◆ Task brief: Your answer must be every record below, written out exactly as it appears.

::: Exercise material :::

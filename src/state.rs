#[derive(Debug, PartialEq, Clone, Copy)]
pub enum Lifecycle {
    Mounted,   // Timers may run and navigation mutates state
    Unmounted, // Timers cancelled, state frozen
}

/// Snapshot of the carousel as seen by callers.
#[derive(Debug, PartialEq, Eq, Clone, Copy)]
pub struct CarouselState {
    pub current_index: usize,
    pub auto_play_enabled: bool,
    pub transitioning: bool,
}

:::

◆ Response to the task:
filename src/state.rs
#[derive(Debug, PartialEq, Clone, Copy)]
pub enum Lifecycle {
    Mounted,   // Timers may run and navigation mutates state
    Unmounted, // Timers cancelled, state frozen
}

/// Snapshot of the carousel as seen by callers.
#[derive(Debug, PartialEq, Eq, Clone, Copy)]
pub struct CarouselState {
    pub current_index: usize,
    pub auto_play_enabled: bool,
    pub transitioning: bool,
}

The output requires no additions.